Pender is facing six counts of receiving stolen property in connection with the case.

Buckley’s nest egg also was used to enrich a web of Kincheloe and Pender’s friends and family members, relatives allege in the lawsuit. It says that one of Kincheloe’s sons was paid nearly $36,000, and other associates got more than $50,000 for work on Buckley’s property.

When Buckley died in September 2009, relatives said, they were crushed that they were not notified until the day after her passing. Things grew worse at the funeral: They said the rings Buckley had said she wanted to be buried with had disappeared.

“None of it was done the way Mrs. Buckley wanted,” Sandra Fox said.

In November 2010, Buckley’s relatives hired a lawyer to begin investigating Kincheloe’s handling of the Buckleys’ estates. Kincheloe had not distributed any proceeds and had failed to complete filings with a court overseer who monitors executors of estates, relatives said.

When the relatives’ attorney asked for information about the estates, Pender wrote a letter to the court overseer, which was obtained by the family’s attorney, alleging that some of Buckley’s beneficiaries might have stolen money, jewelry and coins from her. Pender also alleged that the family neglected Buckley and that the neglect played a role in Buckley’s death.
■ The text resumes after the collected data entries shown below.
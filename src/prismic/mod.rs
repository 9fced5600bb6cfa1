//! Prismic content API access
//!
//! A thin async client over the repository's REST API v2: repository info
//! (for the master ref), document search, get-by-uid and following the
//! opaque `next_page` URLs of paginated results.

mod client;
mod document;
mod error;
mod query;

#[cfg(test)]
pub(crate) mod fake;

pub use client::Client;
pub use document::{Document, Ref, Repository, SearchResponse};
pub use error::CmsError;
pub use query::{Predicate, Query};
//! Post view models

use serde::{Deserialize, Serialize};

/// A listing entry
#[derive(Debug, Clone, PartialEq, Eq, Serialize, Deserialize)]
pub struct PostSummary {
    pub uid: String,
    /// Raw CMS timestamp; formatted when rendered
    pub first_publication_date: Option<String>,
    pub title: String,
    pub subtitle: String,
    pub author: String,
}

/// A rendered content section
#[derive(Debug, Clone, PartialEq, Eq, Serialize, Deserialize)]
pub struct Section {
    pub heading: String,
    /// Anchor id derived from the heading
    pub anchor: String,
    pub html_body: String,
}

/// Everything a post page shows
#[derive(Debug, Clone, PartialEq, Eq, Serialize, Deserialize)]
pub struct PostDetail {
    pub uid: String,
    pub first_publication_date: Option<String>,
    pub title: String,
    pub subtitle: String,
    pub author: String,
    pub banner_url: Option<String>,
    pub sections: Vec<Section>,
    pub reading_time_minutes: usize,
}

/// One or more listing pages merged together
///
/// `next_page` is `None` once the last page has been merged in.
#[derive(Debug, Clone, Default, PartialEq, Eq, Serialize, Deserialize)]
pub struct PostPagination {
    pub next_page: Option<String>,
    pub results: Vec<PostSummary>,
}

impl PostPagination {
    /// Append a later page: its results go after ours and its `next_page` wins
    #[must_use]
    pub fn append(mut self, next: PostPagination) -> PostPagination {
        self.results.extend(next.results);
        self.next_page = next.next_page;
        self
    }

    /// Whether another page can be loaded
    pub fn has_more(&self) -> bool {
        self.next_page.is_some()
    }
}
She reiterated those claims in an e-mailed statement.

“That any governmental official would show support for any individual who terrified and held a senior woman hostage, then second guess that senior woman’s decisions on the pretext of protecting her, is to reward elder abusers under cover of law,” Pender wrote.

Family members said the claims were baseless and a smoke screen to cover Kincheloe and Pender’s alleged thefts. After a legal battle, relatives succeeded in having Kincheloe removed as executor of the Buckleys’ estates.
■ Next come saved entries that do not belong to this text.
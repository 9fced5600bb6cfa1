//! List the posts of the repository

use anyhow::Result;

use crate::content::PostSummary;
use crate::helpers;
use crate::pipeline;
use crate::Site;

/// Print every published post, following the listing to its last page
pub async fn run(site: &Site) -> Result<()> {
    let client = site.client()?;
    let listing = pipeline::fetch_all(&client, &site.config.prismic).await?;

    println!("Posts ({}):", listing.results.len());
    for post in &listing.results {
        println!("  {}", format_line(post));
    }

    Ok(())
}

fn format_line(post: &PostSummary) -> String {
    let date = post
        .first_publication_date
        .as_deref()
        .and_then(|d| helpers::format_date(d).ok())
        .unwrap_or_else(|| "-".to_string());
    format!("{:<11}  {}  {}", date, post.uid, post.title)
}

#[cfg(test)]
mod tests {
    use super::*;

    #[test]
    fn test_format_line() {
        let post = PostSummary {
            uid: "hello".to_string(),
            first_publication_date: Some("2021-03-25T19:25:28+0000".to_string()),
            title: "Hello".to_string(),
            subtitle: String::new(),
            author: "Ada".to_string(),
        };
        assert_eq!(format_line(&post), "25 Mar 2021  hello  Hello");

        let undated = PostSummary {
            first_publication_date: None,
            ..post
        };
        assert_eq!(format_line(&undated), "-            hello  Hello");
    }
}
Love, Kincheloe’s attorney, denies that his client tried to isolate Buckley from the family. He said Kincheloe was trying to protect Buckley, who he said was mistreated while in the family’s care.

Joseph Stuart, one of the family’s attorneys, said the case points to a hole in Virginia law. In drafting Edward and Pearl Buckley’s wills, Kincheloe and the Buckleys waived an option requiring the executor to get insurance in the event the estates were misappropriated.

Stuart said the insurance, or surety bond, would have allowed Buckley’s beneficiaries to be reimbursed for Kincheloe’s misdeeds and possibly have prevented the entire mess. Stuart said Kincheloe, who filed for bankruptcy shortly after he was removed as executor, may not have been able to get the necessary insurance if insurers discovered he was in financial distress.

He says Virginia should require attorneys qualifying as executors for non-relatives to get the surety bond.

There are no statistics on the prevalence of abuse by the executors of estates or those with power of attorney, but the National Center on Elder Abuse said 41 out of 1,000 elderly people in one survey said they had suffered major financial exploitation.

Stuart said power of attorney can be an effective tool for managing the affairs of the incapacitated, but it can just as easily be abused.

“It’s like a gun in your home,” he said. “You can use it to defend yourself, or it can be used for bad things. It’s a powerful thing.”

In all, family members allege that $876,000 was stolen from the Buckleys, but that paled in comparison with what else was lost.

“I felt like I was robbed of the last couple years of my aunt’s life,” her grandniece Bray said.